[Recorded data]
########

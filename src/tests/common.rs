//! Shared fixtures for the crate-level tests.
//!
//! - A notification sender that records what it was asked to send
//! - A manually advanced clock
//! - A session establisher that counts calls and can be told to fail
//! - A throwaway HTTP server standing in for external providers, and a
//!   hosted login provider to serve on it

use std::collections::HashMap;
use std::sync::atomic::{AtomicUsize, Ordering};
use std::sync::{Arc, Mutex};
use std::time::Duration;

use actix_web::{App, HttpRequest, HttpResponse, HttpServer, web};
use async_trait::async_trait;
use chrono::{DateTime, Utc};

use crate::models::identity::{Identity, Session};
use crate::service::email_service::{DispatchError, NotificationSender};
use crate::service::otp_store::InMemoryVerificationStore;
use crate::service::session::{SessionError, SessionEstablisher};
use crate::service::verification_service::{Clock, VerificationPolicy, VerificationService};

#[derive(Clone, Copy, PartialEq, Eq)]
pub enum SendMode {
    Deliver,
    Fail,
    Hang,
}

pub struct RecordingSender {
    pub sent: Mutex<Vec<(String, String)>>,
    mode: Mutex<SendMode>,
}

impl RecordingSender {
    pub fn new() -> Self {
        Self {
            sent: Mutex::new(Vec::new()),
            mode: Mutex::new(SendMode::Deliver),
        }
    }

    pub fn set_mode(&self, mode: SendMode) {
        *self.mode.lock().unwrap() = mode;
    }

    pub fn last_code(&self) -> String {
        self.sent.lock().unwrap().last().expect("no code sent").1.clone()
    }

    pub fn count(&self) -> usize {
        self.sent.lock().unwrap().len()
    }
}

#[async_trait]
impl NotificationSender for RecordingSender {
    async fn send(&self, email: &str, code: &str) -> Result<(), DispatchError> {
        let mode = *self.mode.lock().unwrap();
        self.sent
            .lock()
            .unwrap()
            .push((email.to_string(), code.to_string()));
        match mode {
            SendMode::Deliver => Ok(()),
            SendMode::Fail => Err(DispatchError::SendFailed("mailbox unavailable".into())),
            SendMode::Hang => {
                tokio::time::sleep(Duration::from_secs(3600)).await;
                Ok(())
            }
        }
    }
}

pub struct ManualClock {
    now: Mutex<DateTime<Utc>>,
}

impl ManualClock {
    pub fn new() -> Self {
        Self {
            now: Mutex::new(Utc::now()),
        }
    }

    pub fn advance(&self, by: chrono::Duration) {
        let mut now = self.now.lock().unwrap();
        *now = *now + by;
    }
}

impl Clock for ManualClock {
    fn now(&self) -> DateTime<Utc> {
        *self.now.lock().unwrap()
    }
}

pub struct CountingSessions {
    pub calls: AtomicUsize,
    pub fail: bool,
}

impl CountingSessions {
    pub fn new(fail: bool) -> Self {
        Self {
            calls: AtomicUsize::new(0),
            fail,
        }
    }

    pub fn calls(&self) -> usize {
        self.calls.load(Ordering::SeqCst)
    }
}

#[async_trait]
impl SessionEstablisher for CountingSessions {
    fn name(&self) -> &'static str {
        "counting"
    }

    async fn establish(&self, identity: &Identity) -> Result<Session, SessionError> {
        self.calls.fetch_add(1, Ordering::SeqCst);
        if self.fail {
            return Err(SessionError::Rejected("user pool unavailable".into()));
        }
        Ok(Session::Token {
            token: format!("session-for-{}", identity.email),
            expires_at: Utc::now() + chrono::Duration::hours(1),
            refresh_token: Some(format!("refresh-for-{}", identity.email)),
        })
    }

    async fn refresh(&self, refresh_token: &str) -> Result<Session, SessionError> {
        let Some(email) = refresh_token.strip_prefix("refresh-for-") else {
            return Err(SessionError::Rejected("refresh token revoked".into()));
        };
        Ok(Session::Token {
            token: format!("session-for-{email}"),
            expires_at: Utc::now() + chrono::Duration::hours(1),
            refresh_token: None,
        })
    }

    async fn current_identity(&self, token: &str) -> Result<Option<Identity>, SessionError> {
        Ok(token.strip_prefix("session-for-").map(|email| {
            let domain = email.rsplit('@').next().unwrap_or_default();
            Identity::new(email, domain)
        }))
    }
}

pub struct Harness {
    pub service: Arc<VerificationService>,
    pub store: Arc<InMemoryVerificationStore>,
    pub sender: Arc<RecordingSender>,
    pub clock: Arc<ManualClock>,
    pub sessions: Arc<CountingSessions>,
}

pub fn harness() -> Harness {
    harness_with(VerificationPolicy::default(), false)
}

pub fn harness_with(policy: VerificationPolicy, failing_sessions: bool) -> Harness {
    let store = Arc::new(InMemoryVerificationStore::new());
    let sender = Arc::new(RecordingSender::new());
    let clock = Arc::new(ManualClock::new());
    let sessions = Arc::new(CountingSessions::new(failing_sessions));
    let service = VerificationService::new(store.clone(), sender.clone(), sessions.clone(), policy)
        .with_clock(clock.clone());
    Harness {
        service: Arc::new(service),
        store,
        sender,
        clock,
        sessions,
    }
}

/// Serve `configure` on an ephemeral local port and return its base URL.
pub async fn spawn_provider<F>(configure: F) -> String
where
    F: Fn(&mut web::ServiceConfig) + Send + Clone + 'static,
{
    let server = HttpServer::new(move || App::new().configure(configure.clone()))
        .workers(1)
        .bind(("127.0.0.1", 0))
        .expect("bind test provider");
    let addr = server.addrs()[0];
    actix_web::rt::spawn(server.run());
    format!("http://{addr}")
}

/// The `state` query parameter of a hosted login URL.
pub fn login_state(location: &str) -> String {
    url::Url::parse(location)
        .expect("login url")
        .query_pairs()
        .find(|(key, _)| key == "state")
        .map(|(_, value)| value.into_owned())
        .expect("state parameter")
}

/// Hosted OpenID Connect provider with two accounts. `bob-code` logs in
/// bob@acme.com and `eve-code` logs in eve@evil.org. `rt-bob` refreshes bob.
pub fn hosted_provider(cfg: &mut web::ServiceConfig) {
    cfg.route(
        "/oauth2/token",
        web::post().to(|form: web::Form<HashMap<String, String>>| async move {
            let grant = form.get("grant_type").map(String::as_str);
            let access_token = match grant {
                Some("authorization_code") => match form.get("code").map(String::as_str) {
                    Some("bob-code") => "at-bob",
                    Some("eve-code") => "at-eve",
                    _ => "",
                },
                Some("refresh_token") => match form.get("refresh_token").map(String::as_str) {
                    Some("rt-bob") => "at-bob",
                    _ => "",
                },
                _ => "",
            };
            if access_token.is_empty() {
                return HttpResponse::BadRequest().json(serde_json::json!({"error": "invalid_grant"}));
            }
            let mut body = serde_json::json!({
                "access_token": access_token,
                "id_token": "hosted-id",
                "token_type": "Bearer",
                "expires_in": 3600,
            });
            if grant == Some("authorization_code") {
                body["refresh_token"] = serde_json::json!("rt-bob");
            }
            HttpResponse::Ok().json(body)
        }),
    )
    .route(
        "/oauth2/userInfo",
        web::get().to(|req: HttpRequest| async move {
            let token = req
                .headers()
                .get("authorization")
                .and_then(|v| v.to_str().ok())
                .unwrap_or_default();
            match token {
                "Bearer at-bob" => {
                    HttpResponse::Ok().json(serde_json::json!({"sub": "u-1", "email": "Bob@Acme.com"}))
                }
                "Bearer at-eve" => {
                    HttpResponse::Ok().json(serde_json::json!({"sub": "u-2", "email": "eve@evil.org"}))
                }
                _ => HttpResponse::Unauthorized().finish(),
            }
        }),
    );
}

########

[TASK REQUIREMENTS]:
The expected output is one number: how many lines of the data above hold the string "crate".

[EXPECTED ANSWER]:
6